### INFORMATION SHOWN
-=-=-=-=-

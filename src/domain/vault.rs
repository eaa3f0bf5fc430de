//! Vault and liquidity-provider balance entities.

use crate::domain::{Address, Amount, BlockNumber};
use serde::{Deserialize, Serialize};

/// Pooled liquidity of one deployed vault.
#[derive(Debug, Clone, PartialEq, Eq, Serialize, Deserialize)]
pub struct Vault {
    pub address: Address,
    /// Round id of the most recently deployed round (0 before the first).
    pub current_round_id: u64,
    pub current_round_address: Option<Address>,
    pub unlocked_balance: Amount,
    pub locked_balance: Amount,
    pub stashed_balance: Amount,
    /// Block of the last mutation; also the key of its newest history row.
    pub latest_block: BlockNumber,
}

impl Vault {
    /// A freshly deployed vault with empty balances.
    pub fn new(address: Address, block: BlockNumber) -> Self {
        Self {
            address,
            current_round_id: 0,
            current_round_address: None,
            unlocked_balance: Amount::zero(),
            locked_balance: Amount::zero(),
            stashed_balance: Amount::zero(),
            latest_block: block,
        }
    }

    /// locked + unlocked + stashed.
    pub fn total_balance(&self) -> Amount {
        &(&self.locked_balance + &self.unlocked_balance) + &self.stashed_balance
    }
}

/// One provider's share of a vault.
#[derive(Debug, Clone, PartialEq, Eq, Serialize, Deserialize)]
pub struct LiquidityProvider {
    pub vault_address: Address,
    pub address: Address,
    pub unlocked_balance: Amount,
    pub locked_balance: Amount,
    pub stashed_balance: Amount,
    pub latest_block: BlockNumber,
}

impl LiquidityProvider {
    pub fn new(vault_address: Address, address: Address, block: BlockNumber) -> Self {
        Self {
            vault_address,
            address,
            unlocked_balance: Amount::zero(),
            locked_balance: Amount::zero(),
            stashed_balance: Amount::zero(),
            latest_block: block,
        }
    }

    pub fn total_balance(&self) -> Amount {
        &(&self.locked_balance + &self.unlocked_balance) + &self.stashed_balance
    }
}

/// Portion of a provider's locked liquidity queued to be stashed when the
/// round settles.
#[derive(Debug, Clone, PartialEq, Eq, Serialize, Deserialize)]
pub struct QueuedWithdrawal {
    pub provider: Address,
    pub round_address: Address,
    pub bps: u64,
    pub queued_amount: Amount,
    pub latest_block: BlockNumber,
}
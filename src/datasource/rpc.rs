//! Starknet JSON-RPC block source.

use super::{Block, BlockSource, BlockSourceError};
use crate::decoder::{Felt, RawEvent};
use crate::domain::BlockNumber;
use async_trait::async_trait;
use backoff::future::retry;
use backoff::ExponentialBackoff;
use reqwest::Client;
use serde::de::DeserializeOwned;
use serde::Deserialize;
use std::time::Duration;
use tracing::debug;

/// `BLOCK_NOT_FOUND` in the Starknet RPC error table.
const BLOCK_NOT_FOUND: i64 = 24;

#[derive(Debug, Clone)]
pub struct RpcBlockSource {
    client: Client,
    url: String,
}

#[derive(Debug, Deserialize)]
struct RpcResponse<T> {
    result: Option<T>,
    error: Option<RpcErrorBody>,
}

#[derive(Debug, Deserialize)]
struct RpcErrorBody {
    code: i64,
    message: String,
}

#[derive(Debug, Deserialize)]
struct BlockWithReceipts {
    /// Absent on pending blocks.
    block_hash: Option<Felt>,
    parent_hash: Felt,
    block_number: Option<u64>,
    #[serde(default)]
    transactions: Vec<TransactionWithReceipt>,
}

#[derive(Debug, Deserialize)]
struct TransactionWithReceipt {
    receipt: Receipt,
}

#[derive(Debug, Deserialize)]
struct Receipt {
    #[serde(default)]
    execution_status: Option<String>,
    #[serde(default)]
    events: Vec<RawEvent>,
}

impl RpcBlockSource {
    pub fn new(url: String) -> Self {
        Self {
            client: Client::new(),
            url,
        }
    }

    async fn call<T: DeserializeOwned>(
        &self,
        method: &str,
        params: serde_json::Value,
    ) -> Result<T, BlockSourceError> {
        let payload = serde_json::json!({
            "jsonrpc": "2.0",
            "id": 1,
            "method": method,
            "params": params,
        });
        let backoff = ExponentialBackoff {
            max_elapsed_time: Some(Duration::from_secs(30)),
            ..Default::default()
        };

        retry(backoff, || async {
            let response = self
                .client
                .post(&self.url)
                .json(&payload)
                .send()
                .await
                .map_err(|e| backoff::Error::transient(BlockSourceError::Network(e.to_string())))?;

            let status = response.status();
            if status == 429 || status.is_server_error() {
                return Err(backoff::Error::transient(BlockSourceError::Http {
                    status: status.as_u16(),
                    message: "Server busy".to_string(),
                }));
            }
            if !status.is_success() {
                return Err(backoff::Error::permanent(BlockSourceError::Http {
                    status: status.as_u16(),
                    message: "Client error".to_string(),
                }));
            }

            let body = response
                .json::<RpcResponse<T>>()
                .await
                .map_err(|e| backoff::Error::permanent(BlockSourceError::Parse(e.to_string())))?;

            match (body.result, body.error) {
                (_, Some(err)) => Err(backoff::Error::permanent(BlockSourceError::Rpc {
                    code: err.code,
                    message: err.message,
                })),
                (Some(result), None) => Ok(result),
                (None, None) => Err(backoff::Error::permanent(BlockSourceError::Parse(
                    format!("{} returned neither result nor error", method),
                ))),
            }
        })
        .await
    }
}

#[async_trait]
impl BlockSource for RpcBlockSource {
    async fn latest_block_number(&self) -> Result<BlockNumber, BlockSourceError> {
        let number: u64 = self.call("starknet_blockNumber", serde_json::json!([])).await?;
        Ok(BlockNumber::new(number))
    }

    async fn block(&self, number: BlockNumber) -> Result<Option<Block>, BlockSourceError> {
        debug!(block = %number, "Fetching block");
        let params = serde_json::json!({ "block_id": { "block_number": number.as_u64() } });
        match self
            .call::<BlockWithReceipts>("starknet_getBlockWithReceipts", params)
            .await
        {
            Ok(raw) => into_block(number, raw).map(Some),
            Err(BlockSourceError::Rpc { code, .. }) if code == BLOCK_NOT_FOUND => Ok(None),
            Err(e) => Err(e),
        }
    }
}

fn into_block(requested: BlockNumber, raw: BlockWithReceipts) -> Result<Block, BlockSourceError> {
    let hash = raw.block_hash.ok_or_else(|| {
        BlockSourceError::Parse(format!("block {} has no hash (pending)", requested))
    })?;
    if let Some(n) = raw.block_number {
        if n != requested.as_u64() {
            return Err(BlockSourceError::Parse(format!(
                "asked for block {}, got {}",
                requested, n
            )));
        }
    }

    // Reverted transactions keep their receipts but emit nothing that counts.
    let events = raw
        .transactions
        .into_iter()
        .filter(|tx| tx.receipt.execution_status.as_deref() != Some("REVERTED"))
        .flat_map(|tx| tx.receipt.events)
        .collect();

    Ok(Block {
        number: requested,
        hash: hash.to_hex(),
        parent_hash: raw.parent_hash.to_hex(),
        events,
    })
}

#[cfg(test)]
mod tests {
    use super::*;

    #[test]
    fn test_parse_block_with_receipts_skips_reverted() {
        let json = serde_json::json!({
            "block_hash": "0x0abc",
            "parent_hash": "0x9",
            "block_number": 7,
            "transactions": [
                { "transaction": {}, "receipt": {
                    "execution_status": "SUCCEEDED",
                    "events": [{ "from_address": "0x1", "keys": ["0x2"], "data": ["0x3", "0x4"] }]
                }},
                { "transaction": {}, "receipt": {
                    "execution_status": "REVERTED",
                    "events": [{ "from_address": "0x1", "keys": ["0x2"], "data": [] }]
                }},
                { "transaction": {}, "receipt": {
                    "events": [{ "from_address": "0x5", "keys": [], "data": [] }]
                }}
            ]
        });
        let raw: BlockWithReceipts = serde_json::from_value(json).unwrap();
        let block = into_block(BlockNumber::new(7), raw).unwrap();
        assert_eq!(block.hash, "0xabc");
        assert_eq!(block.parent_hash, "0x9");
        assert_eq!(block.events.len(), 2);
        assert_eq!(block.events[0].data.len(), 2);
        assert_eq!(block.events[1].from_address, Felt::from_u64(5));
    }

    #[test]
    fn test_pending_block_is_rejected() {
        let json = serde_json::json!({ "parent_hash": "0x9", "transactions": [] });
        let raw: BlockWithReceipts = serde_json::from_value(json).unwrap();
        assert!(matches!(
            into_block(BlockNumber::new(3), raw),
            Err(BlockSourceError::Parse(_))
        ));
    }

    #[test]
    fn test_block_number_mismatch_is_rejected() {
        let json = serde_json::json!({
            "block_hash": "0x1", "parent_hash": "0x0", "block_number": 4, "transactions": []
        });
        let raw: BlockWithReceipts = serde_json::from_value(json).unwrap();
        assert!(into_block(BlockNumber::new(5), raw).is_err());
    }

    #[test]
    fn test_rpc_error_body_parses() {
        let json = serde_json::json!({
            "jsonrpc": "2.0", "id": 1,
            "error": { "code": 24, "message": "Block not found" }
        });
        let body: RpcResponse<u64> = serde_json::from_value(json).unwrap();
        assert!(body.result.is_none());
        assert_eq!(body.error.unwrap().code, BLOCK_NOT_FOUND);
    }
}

-=-=-=-=-

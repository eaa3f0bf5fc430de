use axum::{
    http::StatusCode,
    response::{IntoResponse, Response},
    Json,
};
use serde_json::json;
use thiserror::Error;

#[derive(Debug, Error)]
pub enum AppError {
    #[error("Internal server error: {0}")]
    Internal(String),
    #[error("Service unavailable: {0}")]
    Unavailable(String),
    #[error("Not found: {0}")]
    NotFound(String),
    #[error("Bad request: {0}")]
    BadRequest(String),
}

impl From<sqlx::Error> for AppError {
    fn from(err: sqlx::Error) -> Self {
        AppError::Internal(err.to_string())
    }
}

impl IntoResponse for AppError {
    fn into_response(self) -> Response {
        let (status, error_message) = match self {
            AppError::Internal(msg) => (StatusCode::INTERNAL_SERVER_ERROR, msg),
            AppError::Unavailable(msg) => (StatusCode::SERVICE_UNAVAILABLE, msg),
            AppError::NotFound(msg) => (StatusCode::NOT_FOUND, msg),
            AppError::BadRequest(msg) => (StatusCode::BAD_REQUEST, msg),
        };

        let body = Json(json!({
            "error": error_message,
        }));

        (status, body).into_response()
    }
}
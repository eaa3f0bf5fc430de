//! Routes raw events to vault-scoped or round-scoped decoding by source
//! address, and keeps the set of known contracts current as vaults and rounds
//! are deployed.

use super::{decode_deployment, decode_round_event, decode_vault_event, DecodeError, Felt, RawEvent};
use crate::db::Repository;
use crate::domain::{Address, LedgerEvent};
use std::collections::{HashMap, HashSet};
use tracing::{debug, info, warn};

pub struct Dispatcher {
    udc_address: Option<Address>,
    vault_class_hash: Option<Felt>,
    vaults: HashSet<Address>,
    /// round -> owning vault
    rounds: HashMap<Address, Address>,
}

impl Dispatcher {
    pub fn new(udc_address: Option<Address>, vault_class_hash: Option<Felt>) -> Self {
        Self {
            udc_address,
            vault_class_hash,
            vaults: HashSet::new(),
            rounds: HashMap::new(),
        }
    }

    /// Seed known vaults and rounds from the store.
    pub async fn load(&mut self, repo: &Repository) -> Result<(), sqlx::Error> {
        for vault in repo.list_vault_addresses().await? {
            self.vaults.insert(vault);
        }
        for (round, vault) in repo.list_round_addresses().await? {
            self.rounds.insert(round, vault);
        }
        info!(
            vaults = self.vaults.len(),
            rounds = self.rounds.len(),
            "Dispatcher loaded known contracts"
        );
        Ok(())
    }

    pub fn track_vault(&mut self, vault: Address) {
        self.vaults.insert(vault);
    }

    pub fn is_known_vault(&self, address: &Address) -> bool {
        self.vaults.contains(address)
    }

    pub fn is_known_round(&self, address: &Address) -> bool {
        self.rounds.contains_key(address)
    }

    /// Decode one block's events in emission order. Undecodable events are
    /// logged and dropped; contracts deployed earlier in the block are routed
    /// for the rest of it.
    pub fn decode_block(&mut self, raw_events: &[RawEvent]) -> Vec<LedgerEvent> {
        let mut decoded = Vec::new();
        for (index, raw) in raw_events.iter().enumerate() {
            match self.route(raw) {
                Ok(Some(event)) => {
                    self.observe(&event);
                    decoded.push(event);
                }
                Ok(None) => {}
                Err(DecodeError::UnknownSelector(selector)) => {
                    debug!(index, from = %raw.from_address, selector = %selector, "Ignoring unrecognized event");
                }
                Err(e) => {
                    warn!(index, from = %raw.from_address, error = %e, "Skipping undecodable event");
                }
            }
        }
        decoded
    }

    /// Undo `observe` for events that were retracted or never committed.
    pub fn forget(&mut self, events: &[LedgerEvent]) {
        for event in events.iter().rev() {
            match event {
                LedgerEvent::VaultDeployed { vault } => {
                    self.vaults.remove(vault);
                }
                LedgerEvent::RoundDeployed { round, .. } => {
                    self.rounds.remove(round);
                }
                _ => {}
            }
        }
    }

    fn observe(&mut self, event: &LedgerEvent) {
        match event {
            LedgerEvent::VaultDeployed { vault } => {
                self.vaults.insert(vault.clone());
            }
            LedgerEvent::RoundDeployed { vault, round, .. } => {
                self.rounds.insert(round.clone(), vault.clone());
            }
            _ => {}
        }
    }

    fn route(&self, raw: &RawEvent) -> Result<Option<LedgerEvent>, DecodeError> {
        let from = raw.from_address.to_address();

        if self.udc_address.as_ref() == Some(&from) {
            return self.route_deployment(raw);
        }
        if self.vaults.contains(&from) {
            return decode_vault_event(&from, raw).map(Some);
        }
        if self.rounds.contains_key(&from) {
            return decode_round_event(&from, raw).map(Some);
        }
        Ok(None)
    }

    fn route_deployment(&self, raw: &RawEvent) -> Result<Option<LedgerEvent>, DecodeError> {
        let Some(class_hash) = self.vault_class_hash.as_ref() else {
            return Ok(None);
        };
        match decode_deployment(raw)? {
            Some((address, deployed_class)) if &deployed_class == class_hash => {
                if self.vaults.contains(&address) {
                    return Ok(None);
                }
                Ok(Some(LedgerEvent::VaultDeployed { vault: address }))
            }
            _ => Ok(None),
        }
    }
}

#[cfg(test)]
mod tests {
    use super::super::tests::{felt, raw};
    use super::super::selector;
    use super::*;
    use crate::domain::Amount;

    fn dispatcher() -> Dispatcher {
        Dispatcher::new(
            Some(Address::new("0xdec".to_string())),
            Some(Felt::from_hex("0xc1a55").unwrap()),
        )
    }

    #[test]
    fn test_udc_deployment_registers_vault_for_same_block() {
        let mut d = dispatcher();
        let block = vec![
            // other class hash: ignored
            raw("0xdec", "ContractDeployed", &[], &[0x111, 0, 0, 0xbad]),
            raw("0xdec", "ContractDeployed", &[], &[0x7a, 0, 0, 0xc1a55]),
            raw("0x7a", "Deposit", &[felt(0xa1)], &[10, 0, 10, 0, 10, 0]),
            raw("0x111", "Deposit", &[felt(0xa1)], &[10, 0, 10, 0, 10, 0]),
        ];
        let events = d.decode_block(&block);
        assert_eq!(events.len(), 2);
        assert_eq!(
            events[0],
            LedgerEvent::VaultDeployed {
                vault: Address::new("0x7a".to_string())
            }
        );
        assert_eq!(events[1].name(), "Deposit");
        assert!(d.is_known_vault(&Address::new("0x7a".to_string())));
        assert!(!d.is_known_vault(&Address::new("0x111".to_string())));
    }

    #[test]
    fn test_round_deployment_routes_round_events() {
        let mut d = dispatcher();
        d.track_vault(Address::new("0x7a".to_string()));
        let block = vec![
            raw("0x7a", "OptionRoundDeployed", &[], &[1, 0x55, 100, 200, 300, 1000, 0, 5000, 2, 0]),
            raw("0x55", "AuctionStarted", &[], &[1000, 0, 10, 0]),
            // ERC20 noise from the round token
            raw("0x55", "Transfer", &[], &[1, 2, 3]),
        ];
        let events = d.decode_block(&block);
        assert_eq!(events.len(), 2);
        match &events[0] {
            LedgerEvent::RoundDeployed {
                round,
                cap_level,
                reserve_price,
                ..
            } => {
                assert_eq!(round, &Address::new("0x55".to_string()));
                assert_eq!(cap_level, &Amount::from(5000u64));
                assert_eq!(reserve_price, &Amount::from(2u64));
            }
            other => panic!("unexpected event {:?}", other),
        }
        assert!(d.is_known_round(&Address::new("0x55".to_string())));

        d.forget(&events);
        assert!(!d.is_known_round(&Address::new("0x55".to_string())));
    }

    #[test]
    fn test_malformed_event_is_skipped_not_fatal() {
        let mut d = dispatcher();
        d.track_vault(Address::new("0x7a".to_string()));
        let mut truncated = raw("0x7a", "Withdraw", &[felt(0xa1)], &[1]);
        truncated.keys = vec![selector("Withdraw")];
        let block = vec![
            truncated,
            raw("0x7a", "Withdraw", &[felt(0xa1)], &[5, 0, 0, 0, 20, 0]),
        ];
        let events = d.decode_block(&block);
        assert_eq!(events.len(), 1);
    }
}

-=-=-=-=-

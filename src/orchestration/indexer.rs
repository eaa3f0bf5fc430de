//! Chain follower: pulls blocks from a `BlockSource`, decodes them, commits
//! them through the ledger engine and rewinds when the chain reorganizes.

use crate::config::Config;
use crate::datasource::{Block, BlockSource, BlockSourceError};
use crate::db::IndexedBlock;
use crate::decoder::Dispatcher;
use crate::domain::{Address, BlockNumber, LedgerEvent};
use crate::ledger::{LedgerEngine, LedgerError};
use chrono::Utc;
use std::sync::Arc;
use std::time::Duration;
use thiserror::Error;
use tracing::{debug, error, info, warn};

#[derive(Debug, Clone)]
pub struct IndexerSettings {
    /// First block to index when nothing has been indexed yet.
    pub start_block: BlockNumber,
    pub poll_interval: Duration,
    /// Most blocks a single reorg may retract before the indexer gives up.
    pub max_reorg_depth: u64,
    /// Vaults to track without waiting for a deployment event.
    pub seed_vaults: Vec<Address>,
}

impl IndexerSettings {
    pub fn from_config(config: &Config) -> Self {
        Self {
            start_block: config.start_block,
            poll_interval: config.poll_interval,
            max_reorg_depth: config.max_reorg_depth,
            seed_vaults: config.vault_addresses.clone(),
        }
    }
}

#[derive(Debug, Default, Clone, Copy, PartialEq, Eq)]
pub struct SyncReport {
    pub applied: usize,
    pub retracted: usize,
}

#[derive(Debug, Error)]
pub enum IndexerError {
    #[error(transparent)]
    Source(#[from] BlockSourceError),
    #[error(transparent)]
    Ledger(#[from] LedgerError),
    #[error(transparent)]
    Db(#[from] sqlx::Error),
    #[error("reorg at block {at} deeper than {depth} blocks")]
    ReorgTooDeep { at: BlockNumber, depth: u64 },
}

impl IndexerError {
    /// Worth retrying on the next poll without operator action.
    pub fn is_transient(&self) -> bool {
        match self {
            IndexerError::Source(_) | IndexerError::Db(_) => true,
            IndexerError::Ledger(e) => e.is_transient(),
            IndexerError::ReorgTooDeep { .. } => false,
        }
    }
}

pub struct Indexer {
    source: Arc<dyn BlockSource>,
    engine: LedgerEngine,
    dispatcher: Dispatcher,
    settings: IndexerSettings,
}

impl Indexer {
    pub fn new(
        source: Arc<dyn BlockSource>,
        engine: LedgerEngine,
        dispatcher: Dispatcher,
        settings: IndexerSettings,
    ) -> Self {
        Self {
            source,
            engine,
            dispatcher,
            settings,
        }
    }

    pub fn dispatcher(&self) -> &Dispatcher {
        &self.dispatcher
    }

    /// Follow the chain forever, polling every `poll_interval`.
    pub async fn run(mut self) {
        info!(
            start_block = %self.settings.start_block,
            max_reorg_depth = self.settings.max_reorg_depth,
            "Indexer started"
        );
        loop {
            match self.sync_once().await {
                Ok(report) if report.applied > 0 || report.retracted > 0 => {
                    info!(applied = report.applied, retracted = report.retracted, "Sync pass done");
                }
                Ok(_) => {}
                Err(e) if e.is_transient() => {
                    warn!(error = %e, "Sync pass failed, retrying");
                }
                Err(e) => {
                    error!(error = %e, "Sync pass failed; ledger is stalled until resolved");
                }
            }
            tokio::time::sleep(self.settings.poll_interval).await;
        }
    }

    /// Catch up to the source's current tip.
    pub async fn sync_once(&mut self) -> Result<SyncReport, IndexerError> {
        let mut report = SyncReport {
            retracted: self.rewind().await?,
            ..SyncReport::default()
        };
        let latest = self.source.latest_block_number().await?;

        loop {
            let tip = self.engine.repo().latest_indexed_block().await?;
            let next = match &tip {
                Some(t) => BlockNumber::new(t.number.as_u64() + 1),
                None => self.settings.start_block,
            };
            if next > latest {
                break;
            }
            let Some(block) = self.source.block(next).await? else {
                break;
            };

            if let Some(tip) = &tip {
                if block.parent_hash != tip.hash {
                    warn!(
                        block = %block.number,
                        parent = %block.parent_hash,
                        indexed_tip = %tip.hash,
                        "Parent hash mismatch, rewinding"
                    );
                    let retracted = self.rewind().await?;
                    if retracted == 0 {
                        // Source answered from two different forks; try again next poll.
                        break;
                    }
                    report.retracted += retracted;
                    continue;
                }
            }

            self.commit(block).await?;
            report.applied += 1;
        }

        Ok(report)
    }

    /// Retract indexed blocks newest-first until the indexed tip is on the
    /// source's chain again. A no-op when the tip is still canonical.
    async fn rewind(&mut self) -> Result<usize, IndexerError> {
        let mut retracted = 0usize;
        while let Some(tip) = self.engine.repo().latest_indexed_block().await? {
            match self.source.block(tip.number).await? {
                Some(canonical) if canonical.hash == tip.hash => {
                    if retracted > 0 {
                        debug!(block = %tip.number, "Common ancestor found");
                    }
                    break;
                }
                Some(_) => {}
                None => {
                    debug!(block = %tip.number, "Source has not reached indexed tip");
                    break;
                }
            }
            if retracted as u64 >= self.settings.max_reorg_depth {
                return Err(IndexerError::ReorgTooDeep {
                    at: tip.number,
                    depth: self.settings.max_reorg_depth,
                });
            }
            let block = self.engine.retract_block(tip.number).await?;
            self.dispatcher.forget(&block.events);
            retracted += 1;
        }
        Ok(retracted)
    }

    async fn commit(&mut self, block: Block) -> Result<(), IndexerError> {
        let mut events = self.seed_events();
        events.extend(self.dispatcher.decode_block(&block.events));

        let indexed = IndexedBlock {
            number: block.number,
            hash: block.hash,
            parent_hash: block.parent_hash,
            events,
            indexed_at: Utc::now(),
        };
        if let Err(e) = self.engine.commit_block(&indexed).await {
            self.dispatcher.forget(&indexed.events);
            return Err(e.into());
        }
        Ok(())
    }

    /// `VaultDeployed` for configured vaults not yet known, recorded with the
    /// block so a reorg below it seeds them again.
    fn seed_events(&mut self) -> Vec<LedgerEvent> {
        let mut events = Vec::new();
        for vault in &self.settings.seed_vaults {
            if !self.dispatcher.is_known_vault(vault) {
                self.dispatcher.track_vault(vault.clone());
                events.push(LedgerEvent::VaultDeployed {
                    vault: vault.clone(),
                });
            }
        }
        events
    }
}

-=-=-=-=-

### PROBLEM DESCRIPTION
Show the lines of the entries that include the string "RawEvent", copying each in full.

### REPLY
use crate::decoder::{Felt, RawEvent};
    events: Vec<RawEvent>,
use super::{decode_deployment, decode_round_event, decode_vault_event, DecodeError, Felt, RawEvent};
    pub fn decode_block(&mut self, raw_events: &[RawEvent]) -> Vec<LedgerEvent> {
    fn route(&self, raw: &RawEvent) -> Result<Option<LedgerEvent>, DecodeError> {
    fn route_deployment(&self, raw: &RawEvent) -> Result<Option<LedgerEvent>, DecodeError> {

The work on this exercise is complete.